YOUR GOAL: Go over the listing below line by line, and return each one holding the string "UnexpectedSymbol".

EXERCISE MATERIALS:
──────

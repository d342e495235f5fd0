use torus_life::{random_seed, run, BackendKind, NiceInt, SimConfig};
use std::time::Instant;

const SIDE: usize = 1 << 10;
const GENERATIONS: u64 = 100;
const SEED: u64 = 42;
const FILL_RATE: f64 = 0.3;

fn main() {
    let threads = std::thread::available_parallelism()
        .map(|n| n.get())
        .unwrap_or(4);
    let timer = Instant::now();
    let seed = random_seed(SIDE, SIDE, FILL_RATE, Some(SEED)).unwrap();
    println!("Time on building field: {:?}", timer.elapsed());

    let mut reference = None;
    for workers in [1, 2, threads] {
        for kind in BackendKind::ALL {
            let config = SimConfig::square(SIDE, GENERATIONS, workers);
            let timer = Instant::now();
            let (report, grid) = run(kind, config, seed.clone(), None).unwrap();
            let elapsed = timer.elapsed();
            let cell_updates = (SIDE * SIDE) as f64 * GENERATIONS as f64;
            println!(
                "{kind:>14} x{workers:<3} {elapsed:>10.3?}  {} cells/s  alive={}",
                NiceInt::from_f64(cell_updates / elapsed.as_secs_f64()),
                NiceInt::from_usize(report.alive.unwrap_or_default()),
            );
            match &reference {
                None => reference = Some(grid),
                Some(expected) => assert!(expected == &grid, "{kind} x{workers} diverged"),
            }
        }
    }
}
#![warn(clippy::all)]

mod backend;
mod error;
mod grid;
mod gui;
mod partition;
mod patterns;
mod rule;
mod simulation;
mod utils;

pub use backend::{
    Backend, BackendKind, ChannelCommunicator, Cluster, Communicator, DistributedBackend,
    SharedMemoryBackend, WorkerContext, WorkerPoolBackend,
};
pub use error::{ConfigError, PatternError, SimError};
pub use grid::{Cell, DoubleBuffer, Grid};
pub use gui::{run_observed, App, Config, TextObserver, ViewerEvent, WindowObserver};
pub use partition::{compute_partitions, partition_for_rank, split_rows_mut, Partition};
pub use patterns::{classic_seed, glider, r_pentomino, random_seed};
pub use rule::{count_alive_neighbors, evolve_rows, next_state};
pub use simulation::{
    run, run_distributed, should_render, Control, Observer, Report, SimConfig, Simulation,
};
pub use utils::{parse_rle, Elapsed, NiceInt};
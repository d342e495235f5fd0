use crate::ConfigError;
use std::ops::Range;

/// Half-open row range `[start, end)` computed by one worker.
#[derive(Clone, Copy, Debug, PartialEq, Eq)]
pub struct Partition {
    pub start: usize,
    pub end: usize,
}

impl Partition {
    pub fn len(&self) -> usize {
        self.end - self.start
    }

    pub fn is_empty(&self) -> bool {
        self.start == self.end
    }

    pub fn rows(&self) -> Range<usize> {
        self.start..self.end
    }
}

fn check(rows: usize, workers: usize) -> Result<(), ConfigError> {
    if workers == 0 {
        return Err(ConfigError::NoWorkers);
    }
    if rows < workers {
        return Err(ConfigError::TooFewRows { rows, workers });
    }
    Ok(())
}

fn nth_partition(rows: usize, i: usize, workers: usize) -> Partition {
    let chunk = rows / workers;
    let start = i * chunk;
    let end = if i == workers - 1 { rows } else { start + chunk };
    Partition { start, end }
}

/// Splits `rows` into `workers` contiguous ranges of `rows / workers` rows;
/// the last range also takes the remainder.
pub fn compute_partitions(rows: usize, workers: usize) -> Result<Vec<Partition>, ConfigError> {
    check(rows, workers)?;
    Ok((0..workers)
        .map(|i| nth_partition(rows, i, workers))
        .collect())
}

/// The partition owned by `rank` in a group of `size` participants.
pub fn partition_for_rank(rows: usize, rank: usize, size: usize) -> Result<Partition, ConfigError> {
    check(rows, size)?;
    if rank >= size {
        return Err(ConfigError::RankOutOfRange { rank, size });
    }
    Ok(nth_partition(rows, rank, size))
}

/// Cuts a row-major buffer into one disjoint mutable slice per partition.
///
/// `partitions` must be ordered and cover the buffer without gaps, as
/// returned by [`compute_partitions`].
pub fn split_rows_mut<'a, T>(
    mut cells: &'a mut [T],
    cols: usize,
    partitions: &[Partition],
) -> Vec<&'a mut [T]> {
    let mut slices = Vec::with_capacity(partitions.len());
    let mut expected_start = 0;
    for partition in partitions {
        debug_assert_eq!(partition.start, expected_start);
        let (head, tail) = std::mem::take(&mut cells).split_at_mut(partition.len() * cols);
        slices.push(head);
        cells = tail;
        expected_start = partition.end;
    }
    debug_assert!(cells.is_empty());
    slices
}
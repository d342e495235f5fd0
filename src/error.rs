use thiserror::Error;

/// Rejected run parameters. Raised before any generation is computed.
#[derive(Debug, Clone, PartialEq, Eq, Error)]
pub enum ConfigError {
    #[error("grid dimensions must be positive, got {rows}x{cols}")]
    EmptyGrid { rows: usize, cols: usize },

    #[error("cannot allocate a {rows}x{cols} grid")]
    GridTooLarge { rows: usize, cols: usize },

    #[error("worker count must be at least 1")]
    NoWorkers,

    #[error("{rows} rows cannot be split among {workers} workers")]
    TooFewRows { rows: usize, workers: usize },

    #[error("rank {rank} is outside of a group of {size}")]
    RankOutOfRange { rank: usize, size: usize },

    #[error("seed grid is {actual_rows}x{actual_cols}, expected {rows}x{cols}")]
    SeedMismatch {
        rows: usize,
        cols: usize,
        actual_rows: usize,
        actual_cols: usize,
    },
}

#[derive(Debug, Clone, PartialEq, Eq, Error)]
pub enum PatternError {
    #[error("RLE header line `x = .., y = ..` is missing")]
    MissingHeader,

    #[error("invalid number in RLE data at byte {0}")]
    BadNumber(usize),

    #[error("unexpected symbol {symbol:?} in RLE data at byte {offset}")]
    UnexpectedSymbol { symbol: char, offset: usize },

    #[error("pattern of {width}x{height} does not fit on a {rows}x{cols} grid")]
    TooLarge {
        width: usize,
        height: usize,
        rows: usize,
        cols: usize,
    },
}

/// Fatal failure of a run. There is no recoverable path: callers abort.
#[derive(Debug, Error)]
pub enum SimError {
    #[error(transparent)]
    Config(#[from] ConfigError),

    #[error("rank {rank}: {op} failed: {reason}")]
    Communication {
        rank: usize,
        op: &'static str,
        reason: String,
    },

    #[error("failed to spawn {what}: {source}")]
    Spawn {
        what: String,
        #[source]
        source: std::io::Error,
    },

    #[error("failed to build thread pool: {0}")]
    ThreadPool(String),

    #[error("worker {0} panicked")]
    WorkerPanicked(usize),

    #[error("rank {0} panicked")]
    RankPanicked(usize),
}

impl SimError {
    pub(crate) fn comm(rank: usize, op: &'static str, reason: impl ToString) -> Self {
        Self::Communication {
            rank,
            op,
            reason: reason.to_string(),
        }
    }
}
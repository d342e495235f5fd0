#![warn(clippy::all)]

//! Toroidal Game of Life driven by one of three parallel backends.
//!
//! ```bash
//! # 2048x2048 field, 2000 generations, 8 explicit worker threads
//! torus-life --backend pool --workers 8
//!
//! # 4 message-passing ranks, headless, random field
//! torus-life --backend distributed --workers 4 --render none --pattern random --seed 7
//! ```

use anyhow::{anyhow, Context as _, Result};
use clap::{Parser, ValueEnum};
use std::path::PathBuf;
use std::sync::atomic::{AtomicBool, Ordering};
use std::sync::Arc;
use std::time::Duration;
use torus_life::{
    classic_seed, parse_rle, random_seed, run, BackendKind, Grid, Observer, Report, SimConfig,
    TextObserver,
};
use tracing::info;
use tracing_subscriber::EnvFilter;

#[derive(Clone, Copy, Debug, ValueEnum)]
enum BackendArg {
    /// Message-passing ranks without shared memory
    Distributed,
    /// Fork-join over a rayon pool
    Shared,
    /// Explicit worker threads and a barrier
    Pool,
}

impl From<BackendArg> for BackendKind {
    fn from(arg: BackendArg) -> Self {
        match arg {
            BackendArg::Distributed => BackendKind::Distributed,
            BackendArg::Shared => BackendKind::SharedMemory,
            BackendArg::Pool => BackendKind::WorkerPool,
        }
    }
}

#[derive(Clone, Copy, Debug, ValueEnum)]
enum PatternArg {
    /// Glider and R-pentomino
    Classic,
    /// Uniformly random cells, see --density and --seed
    Random,
    /// RLE file given by --rle
    Rle,
}

#[derive(Clone, Copy, Debug, ValueEnum)]
enum RenderArg {
    None,
    Text,
    Window,
}

/// Conway's Game of Life on a torus
#[derive(Parser, Debug)]
#[command(name = "torus-life")]
#[command(version, about, long_about = None)]
struct Args {
    /// Concurrency strategy
    #[arg(short, long, value_enum, default_value = "pool")]
    backend: BackendArg,

    /// Side of the square field in cells
    #[arg(short, long, default_value = "2048")]
    size: usize,

    /// Number of generations to compute
    #[arg(short, long, default_value = "2000")]
    generations: u64,

    /// Worker threads, or number of ranks for the distributed backend.
    /// Defaults to the available parallelism.
    #[arg(short, long)]
    workers: Option<usize>,

    /// Initial field
    #[arg(short, long, value_enum, default_value = "classic")]
    pattern: PatternArg,

    /// RLE file placed at the top-left corner
    #[arg(long, required_if_eq("pattern", "rle"))]
    rle: Option<PathBuf>,

    /// Fraction of alive cells for the random pattern
    #[arg(long, default_value = "0.3")]
    density: f64,

    /// Random seed for the random pattern. When omitted, a random seed is used.
    #[arg(long)]
    seed: Option<u64>,

    /// Render collaborator
    #[arg(short, long, value_enum, default_value = "window")]
    render: RenderArg,

    /// Minimum time each rendered generation stays in the window
    #[arg(long, default_value = "500")]
    frame_delay_ms: u64,
}

fn seed_grid(args: &Args) -> Result<Grid> {
    let (rows, cols) = (args.size, args.size);
    let grid = match args.pattern {
        PatternArg::Classic => classic_seed(rows, cols)?,
        PatternArg::Random => random_seed(rows, cols, args.density, args.seed)?,
        PatternArg::Rle => {
            let path = args
                .rle
                .as_ref()
                .ok_or_else(|| anyhow!("--rle is required for the rle pattern"))?;
            let data = std::fs::read(path)
                .with_context(|| format!("failed to read {}", path.display()))?;
            parse_rle(&data, rows, cols)
                .with_context(|| format!("failed to parse {}", path.display()))?
        }
    };
    Ok(grid)
}

fn run_headless(
    kind: BackendKind,
    config: SimConfig,
    seed: Grid,
    observer: Option<&mut dyn Observer>,
) -> Result<Report> {
    let (report, _) = run(kind, config, seed, observer)?;
    Ok(report)
}

fn run_windowed(
    kind: BackendKind,
    config: SimConfig,
    seed: Grid,
    frame_delay: Duration,
) -> Result<Report> {
    use eframe::egui::{vec2, ViewportBuilder};

    let closed = Arc::new(AtomicBool::new(false));
    let (result_tx, result_rx) = crossbeam::channel::bounded(1);
    let title = format!("{kind}: {}x{}, {} workers", config.rows, config.cols, config.workers);

    let options = eframe::NativeOptions {
        viewport: ViewportBuilder::default()
            .with_title(title.clone())
            .with_inner_size(vec2(1160., 880.))
            .with_min_inner_size(vec2(640.0, 360.0)),
        follow_system_theme: false,
        default_theme: eframe::Theme::Light,
        ..Default::default()
    };
    let app_closed = Arc::clone(&closed);
    eframe::run_native(
        "Game of Life",
        options,
        Box::new(move |cc| {
            let (app, mut observer) =
                torus_life::App::new(&cc.egui_ctx, title, app_closed, frame_delay);
            std::thread::Builder::new()
                .name("life-simulation".to_string())
                .spawn(move || {
                    let result = torus_life::run_observed(kind, config, seed, &mut observer);
                    let _ = result_tx.send(result);
                })?;
            Ok(Box::new(app))
        }),
    )
    .map_err(|err| anyhow!("failed to open window: {err}"))?;

    // The event loop is over; an interruptible run stops at the next generation.
    closed.store(true, Ordering::Relaxed);
    let (report, _) = result_rx
        .recv()
        .context("simulation thread exited without a result")??;
    Ok(report)
}

fn main() -> Result<()> {
    tracing_subscriber::fmt()
        .with_env_filter(
            EnvFilter::try_from_default_env()
                .unwrap_or_else(|_| EnvFilter::new("warn,torus_life=info")),
        )
        .init();

    let args = Args::parse();
    let workers = args.workers.unwrap_or_else(|| {
        std::thread::available_parallelism()
            .map(|n| n.get())
            .unwrap_or(4)
    });
    let kind = BackendKind::from(args.backend);
    let config = SimConfig::square(args.size, args.generations, workers);
    config.validate().context("invalid configuration")?;

    let seed = seed_grid(&args)?;
    info!(
        backend = %kind,
        size = args.size,
        generations = args.generations,
        workers,
        alive = seed.alive_count(),
        "seeded field"
    );

    let report = match args.render {
        RenderArg::None => run_headless(kind, config, seed, None)?,
        RenderArg::Text => {
            let mut observer = TextObserver::new(std::io::stdout().lock());
            run_headless(kind, config, seed, Some(&mut observer))?
        }
        RenderArg::Window => {
            run_windowed(kind, config, seed, Duration::from_millis(args.frame_delay_ms))?
        }
    };

    if report.interrupted {
        println!("Interrupted after {} generations", report.generations_run);
    }
    println!("{report}");
    Ok(())
}
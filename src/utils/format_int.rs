use std::time::Duration;

/// Integer printed with `'` between groups of three digits.
pub struct NiceInt(i128);

impl NiceInt {
    pub fn from_usize(value: usize) -> Self {
        Self(value as i128)
    }

    pub fn from_f64(value: f64) -> Self {
        Self(value as i128)
    }
}

impl std::fmt::Display for NiceInt {
    fn fmt(&self, f: &mut std::fmt::Formatter<'_>) -> std::fmt::Result {
        write!(f, "{}", with_delimiters(self.0))
    }
}

fn with_delimiters(value: i128) -> String {
    let mut result = value
        .abs()
        .to_string()
        .chars()
        .rev()
        .collect::<Vec<char>>()
        .chunks(3)
        .map(|c| c.iter().rev().collect::<String>())
        .rev()
        .collect::<Vec<String>>()
        .join("'");
    if value < 0 {
        result.insert(0, '-');
    }
    result
}

/// Wall-clock duration printed as whole minutes and fractional seconds,
/// e.g. `1m15.250s`.
pub struct Elapsed(pub Duration);

impl std::fmt::Display for Elapsed {
    fn fmt(&self, f: &mut std::fmt::Formatter<'_>) -> std::fmt::Result {
        let minutes = self.0.as_secs() / 60;
        let seconds = (self.0.as_secs() % 60) as f64 + self.0.subsec_nanos() as f64 * 1e-9;
        write!(f, "{minutes}m{seconds:.3}s")
    }
}
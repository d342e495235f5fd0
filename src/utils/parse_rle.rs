use crate::{Cell, Grid, PatternError};

/// Places the RLE-encoded pattern `data` on a blank `rows x cols` grid with
/// its top-left corner at the origin.
pub fn parse_rle(data: &[u8], rows: usize, cols: usize) -> Result<Grid, PatternError> {
    let parse_next_number = |i: &mut usize| -> Result<usize, PatternError> {
        while *i < data.len() && !data[*i].is_ascii_digit() {
            *i += 1;
        }
        let start = *i;
        while *i < data.len() && data[*i].is_ascii_digit() {
            *i += 1;
        }
        std::str::from_utf8(&data[start..*i])
            .ok()
            .and_then(|s| s.parse::<usize>().ok())
            .ok_or(PatternError::BadNumber(start))
    };
    let skip_line = |i: &mut usize| {
        while *i < data.len() && data[*i] != b'\n' {
            *i += 1;
        }
        *i += 1;
    };

    let mut i = 0;
    // skipping comment lines
    while i < data.len() && data[i] == b'#' {
        skip_line(&mut i);
    }
    // next line must start with 'x'; parsing sizes
    if i >= data.len() || data[i] != b'x' {
        return Err(PatternError::MissingHeader);
    }
    let width = parse_next_number(&mut i)?;
    let height = parse_next_number(&mut i)?;
    if width > cols || height > rows {
        return Err(PatternError::TooLarge {
            width,
            height,
            rows,
            cols,
        });
    }
    let too_large = PatternError::TooLarge {
        width,
        height,
        rows,
        cols,
    };
    let mut grid = Grid::blank(rows, cols).map_err(|_| too_large.clone())?;
    skip_line(&mut i);

    // run-length encoded pattern data
    let (mut x, mut y, mut cnt) = (0, 0, 1);
    while i < data.len() {
        match data[i] {
            b'\n' | b'\r' | b' ' | b'\t' => i += 1,
            b'0'..=b'9' => cnt = parse_next_number(&mut i)?,
            b'o' => {
                let end = advance(x, cnt, width).ok_or_else(|| too_large.clone())?;
                if y >= height {
                    return Err(too_large);
                }
                for col in x..end {
                    grid.set(y as isize, col as isize, Cell::Alive);
                }
                (x, i, cnt) = (end, i + 1, 1);
            }
            b'b' => {
                let end = advance(x, cnt, width).ok_or_else(|| too_large.clone())?;
                (x, i, cnt) = (end, i + 1, 1);
            }
            b'$' => {
                let end = advance(y, cnt, height).ok_or_else(|| too_large.clone())?;
                (x, y, i, cnt) = (0, end, i + 1, 1);
            }
            b'!' => break,
            other => {
                return Err(PatternError::UnexpectedSymbol {
                    symbol: other as char,
                    offset: i,
                })
            }
        };
    }
    Ok(grid)
}

/// `pos + run`, if the run stays within `limit`.
fn advance(pos: usize, run: usize, limit: usize) -> Option<usize> {
    pos.checked_add(run).filter(|&end| end <= limit)
}
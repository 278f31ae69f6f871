//! Scriptable drivers shared by the unit tests.

use core::sync::atomic::{AtomicBool, AtomicU32, Ordering};

use ojjy_driver_api::{DriverError, DriverOps, PollFlags};

/// A driver whose behavior is set per test and which counts every call.
pub struct ScriptedDriver {
    pub present: AtomicBool,
    pub init_ok: AtomicBool,
    pub claims_irq: AtomicBool,
    pub probes: AtomicU32,
    pub inits: AtomicU32,
    pub shutdowns: AtomicU32,
    pub irqs: AtomicU32,
}

impl ScriptedDriver {
    pub const fn new() -> Self {
        Self {
            present: AtomicBool::new(true),
            init_ok: AtomicBool::new(true),
            claims_irq: AtomicBool::new(false),
            probes: AtomicU32::new(0),
            inits: AtomicU32::new(0),
            shutdowns: AtomicU32::new(0),
            irqs: AtomicU32::new(0),
        }
    }

    pub fn absent() -> Self {
        let d = Self::new();
        d.present.store(false, Ordering::Relaxed);
        d
    }

    pub fn failing_init() -> Self {
        let d = Self::new();
        d.init_ok.store(false, Ordering::Relaxed);
        d
    }

    pub fn claiming() -> Self {
        let d = Self::new();
        d.claims_irq.store(true, Ordering::Relaxed);
        d
    }

    pub fn count(counter: &AtomicU32) -> u32 {
        counter.load(Ordering::Relaxed)
    }
}

impl DriverOps for ScriptedDriver {
    fn probe(&self) -> Result<bool, DriverError> {
        self.probes.fetch_add(1, Ordering::Relaxed);
        Ok(self.present.load(Ordering::Relaxed))
    }

    fn init(&self) -> Result<(), DriverError> {
        self.inits.fetch_add(1, Ordering::Relaxed);
        if self.init_ok.load(Ordering::Relaxed) {
            Ok(())
        } else {
            Err(DriverError::InitFailed)
        }
    }

    fn shutdown(&self) -> Result<(), DriverError> {
        self.shutdowns.fetch_add(1, Ordering::Relaxed);
        Ok(())
    }

    fn handle_irq(&self, _irq: u8) -> Result<bool, DriverError> {
        self.irqs.fetch_add(1, Ordering::Relaxed);
        Ok(self.claims_irq.load(Ordering::Relaxed))
    }

    fn read(&self, buf: &mut [u8], _offset: u64) -> Result<usize, DriverError> {
        buf.fill(0xAB);
        Ok(buf.len())
    }

    fn poll(&self) -> Result<PollFlags, DriverError> {
        Ok(PollFlags::READABLE)
    }
}

/// A driver that implements nothing at all.
pub struct BareDriver;

impl DriverOps for BareDriver {}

──────

SOLVED EXERCISE:
    UnexpectedSymbol { symbol: char, offset: usize },
                return Err(PatternError::UnexpectedSymbol {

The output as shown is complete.